The mean, or more precisely, the arithmetic mean, is what we’re most commonly talking about when we say “average.” This is the number you get when you take the sum of all the values in a group and divide that sum by the number of values in the group. For example, if you want to know the average income of the families who live on Chestnut Street, you add all their incomes and divide by the number of families. Here’s the spread of incomes on Chestnut Street:
101 Chestnut — $50,000
102 Chestnut — $50,000
103 Chestnut — $15,000
104 Chestnut — $1,300,000
105 Chestnut — $45,000
Now you total up all the incomes (aren’t you glad Chestnut is a short street?) and divide by five, the number of families. You get $292,000. That’s the mean income of the families on Chestnut Street. We often call the arithmetic mean the average, for short.
Keep Off the Median
The median is the value that’s smack in the middle of a group of values that are arranged in order from lowest to highest (or highest to lowest). In the Chestnut Street example, the median income is $50,000. Finding the median is easier when there are an odd number of values. In the example above, which has five values, 103 Chestnut is right in the middle. To find the median of an even number of values, take the middle two and then find the pair’s arithmetic mean of those two.
Numbers à la Mode
The mode is the value that occurs most frequently. On Chestnut Street the mode income is $50,000, because it comes up twice; the others appear only once each.
But sometimes there is no mode, because there is no value that appears more than once. If the family at 102 Chestnut had made just a few dollars more or less, there would be no mode on Chestnut Street. On the other hand, some data sets may contain multiple modes. (For example, across town on Elm Street four families make $50,000, four make $65,000, and four make $70,000.)
So which method of calculating an average is best? That depends on what you’re trying to find out.
The mean is most useful when there aren’t a lot of outliers or extremes in the data. Because the mean uses all the values in a group, extreme values (low or high) can skew the outcome in one direction or another. Chestnut Street is a good example of this, since the mean is actually somewhat misleading. Most of the people on the street make far less than $292,000 a year. That one overachiever at 104 skews the average to make Chestnut Street look ritzier overall than it is.
The median, on the other hand, doesn’t take into account the extremes, so it’s a useful measure in data sets that contain outliers that could skew the calculation of a mean. Although the median is a better representation of income on Chestnut than the mean, the median is generally more suited to larger data sets. Let’s say you were trying to determine the value that best represented the incomes of everyone in a given state. Then you would probably have a lot of incomes near the middle of the group, and you could ignore the
outliers. That’s why income statistics usually report the median rather than the mean.

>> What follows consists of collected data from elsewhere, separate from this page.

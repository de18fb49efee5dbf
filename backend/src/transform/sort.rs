//! Stable single-column sort.

use serde::{Deserialize, Serialize};
use std::cmp::Ordering;
use std::fmt;
use std::str::FromStr;

use super::numeric::cell_number;
use crate::error::{ValidationError, ValidationResult};
use crate::models::{Cell, ColumnName, Row, Table};

#[derive(Debug, Clone, Copy, PartialEq, Eq, Default, Serialize, Deserialize)]
#[serde(rename_all = "lowercase")]
pub enum SortDirection {
    #[default]
    Asc,
    Desc,
}

impl fmt::Display for SortDirection {
    fn fmt(&self, f: &mut fmt::Formatter<'_>) -> fmt::Result {
        f.write_str(match self {
            SortDirection::Asc => "ascending",
            SortDirection::Desc => "descending",
        })
    }
}

impl FromStr for SortDirection {
    type Err = String;

    fn from_str(s: &str) -> Result<Self, Self::Err> {
        match s.trim().to_lowercase().as_str() {
            "asc" | "ascending" => Ok(SortDirection::Asc),
            "desc" | "descending" => Ok(SortDirection::Desc),
            other => Err(format!("unknown sort direction '{}'", other)),
        }
    }
}

#[derive(Debug, Clone, PartialEq, Serialize, Deserialize)]
pub struct SortSpec {
    pub column: ColumnName,
    #[serde(default)]
    pub direction: SortDirection,
}

impl SortSpec {
    pub fn new(column: impl Into<String>, direction: SortDirection) -> Self {
        Self {
            column: column.into(),
            direction,
        }
    }

    pub fn label(&self) -> String {
        format!("sort: {} ({})", self.column, self.direction)
    }
}

/// Sort key of one cell.
///
/// Variants are ranked in declaration order. Text is split around the
/// numbers at the position plain text comparison would put it (`"#3"` before
/// `"1"`, `"x"` after), which keeps the order total.
#[derive(Debug)]
enum SortKey {
    Blank,
    TextBeforeDigits(String),
    Number(f64),
    Text(String),
}

impl SortKey {
    fn of(cell: &Cell) -> Self {
        if cell.is_blank() {
            return SortKey::Blank;
        }
        if let Some(n) = cell_number(cell) {
            return SortKey::Number(n);
        }
        let text = cell.as_string().to_lowercase();
        if text.as_str() < "0" {
            SortKey::TextBeforeDigits(text)
        } else {
            SortKey::Text(text)
        }
    }

    fn rank(&self) -> u8 {
        match self {
            SortKey::Blank => 0,
            SortKey::TextBeforeDigits(_) => 1,
            SortKey::Number(_) => 2,
            SortKey::Text(_) => 3,
        }
    }

    fn compare(&self, other: &SortKey) -> Ordering {
        match (self, other) {
            (SortKey::Number(a), SortKey::Number(b)) => a.total_cmp(b),
            (SortKey::TextBeforeDigits(a), SortKey::TextBeforeDigits(b))
            | (SortKey::Text(a), SortKey::Text(b)) => a.cmp(b),
            _ => self.rank().cmp(&other.rank()),
        }
    }
}

/// Sort rows by one column.
///
/// Two numeric cells compare as numbers, text compares lowercased and blank
/// cells come first. Ties keep their original relative order in both
/// directions.
pub fn sort_table(table: &Table, spec: &SortSpec) -> ValidationResult<Table> {
    let col = table
        .column_index(&spec.column)
        .ok_or_else(|| ValidationError::UnknownColumn {
            column: spec.column.clone(),
            context: "sort".to_string(),
        })?;

    let mut keyed: Vec<(SortKey, &Row)> = table
        .rows()
        .iter()
        .map(|row| (SortKey::of(&row[col]), row))
        .collect();

    match spec.direction {
        SortDirection::Asc => keyed.sort_by(|a, b| a.0.compare(&b.0)),
        SortDirection::Desc => keyed.sort_by(|a, b| b.0.compare(&a.0)),
    }

    let rows = keyed.into_iter().map(|(_, row)| row.clone()).collect();
    Ok(table.with_rows(rows))
}

#[cfg(test)]
mod tests {
    use super::*;

    fn table(rows: &[[&str; 2]]) -> Table {
        Table::new(
            vec!["k".into(), "tag".into()],
            rows.iter()
                .map(|r| r.iter().map(|v| Cell::from(*v)).collect())
                .collect(),
        )
        .unwrap()
    }

    fn column(table: &Table, i: usize) -> Vec<String> {
        table.rows().iter().map(|r| r[i].as_string()).collect()
    }

    #[test]
    fn test_numeric_sort() {
        let t = table(&[["10", "a"], ["9", "b"], ["100", "c"]]);
        let sorted = sort_table(&t, &SortSpec::new("k", SortDirection::Asc)).unwrap();
        assert_eq!(column(&sorted, 0), vec!["9", "10", "100"]);

        let sorted = sort_table(&t, &SortSpec::new("k", SortDirection::Desc)).unwrap();
        assert_eq!(column(&sorted, 0), vec!["100", "10", "9"]);
    }

    #[test]
    fn test_text_sort_case_insensitive() {
        let t = table(&[["banana", "1"], ["Apple", "2"], ["cherry", "3"]]);
        let sorted = sort_table(&t, &SortSpec::new("k", SortDirection::Asc)).unwrap();
        assert_eq!(column(&sorted, 0), vec!["Apple", "banana", "cherry"]);
    }

    #[test]
    fn test_stable_ties() {
        let t = table(&[["b", "1"], ["a", "2"], ["B", "3"], ["a", "4"]]);
        let asc = sort_table(&t, &SortSpec::new("k", SortDirection::Asc)).unwrap();
        assert_eq!(column(&asc, 1), vec!["2", "4", "1", "3"]);

        let desc = sort_table(&t, &SortSpec::new("k", SortDirection::Desc)).unwrap();
        assert_eq!(column(&desc, 1), vec!["1", "3", "2", "4"]);
    }

    #[test]
    fn test_mixed_column_order() {
        let t = table(&[["2", "a"], ["", "b"], ["1", "c"], ["#3", "d"], ["x", "e"]]);
        let sorted = sort_table(&t, &SortSpec::new("k", SortDirection::Asc)).unwrap();
        assert_eq!(column(&sorted, 0), vec!["", "#3", "1", "2", "x"]);

        let sorted = sort_table(&t, &SortSpec::new("k", SortDirection::Desc)).unwrap();
        assert_eq!(column(&sorted, 0), vec!["x", "2", "1", "#3", ""]);
    }

    #[test]
    fn test_blanks_first_ascending() {
        let t = table(&[["2", "a"], ["", "b"], ["1", "c"], ["#3", "d"]]);
        let sorted = sort_table(&t, &SortSpec::new("k", SortDirection::Asc)).unwrap();
        assert_eq!(column(&sorted, 1)[0], "b");
    }

    #[test]
    fn test_unknown_column() {
        let t = table(&[["1", "a"]]);
        assert!(sort_table(&t, &SortSpec::new("zzz", SortDirection::Asc)).is_err());
    }

    #[test]
    fn test_label() {
        assert_eq!(SortSpec::new("age", SortDirection::Desc).label(), "sort: age (descending)");
    }
}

The mode, like the median, is not affected by extreme values, so it gives a much better idea of the economic situation on Chestnut Street than the mean does. But the mode doesn’t always work well with numerical values; it’s most useful when your data set isn’t made up of numbers: A good example would be voting patterns in a set of congressional districts. Say you want to know what district has voted for a female candidate most often in the past few years. The mode would give you that.
By All Means
That’s the basics of averages. For most people, those three — mean, median, and mode — are all you need. But for those who really get into this stuff (professional statisticians and their ilk) there are more. There are actually three other kinds of mean: the geometric mean, the weighted mean, and the harmonic mean. But for now, we’ll leave those to the pros.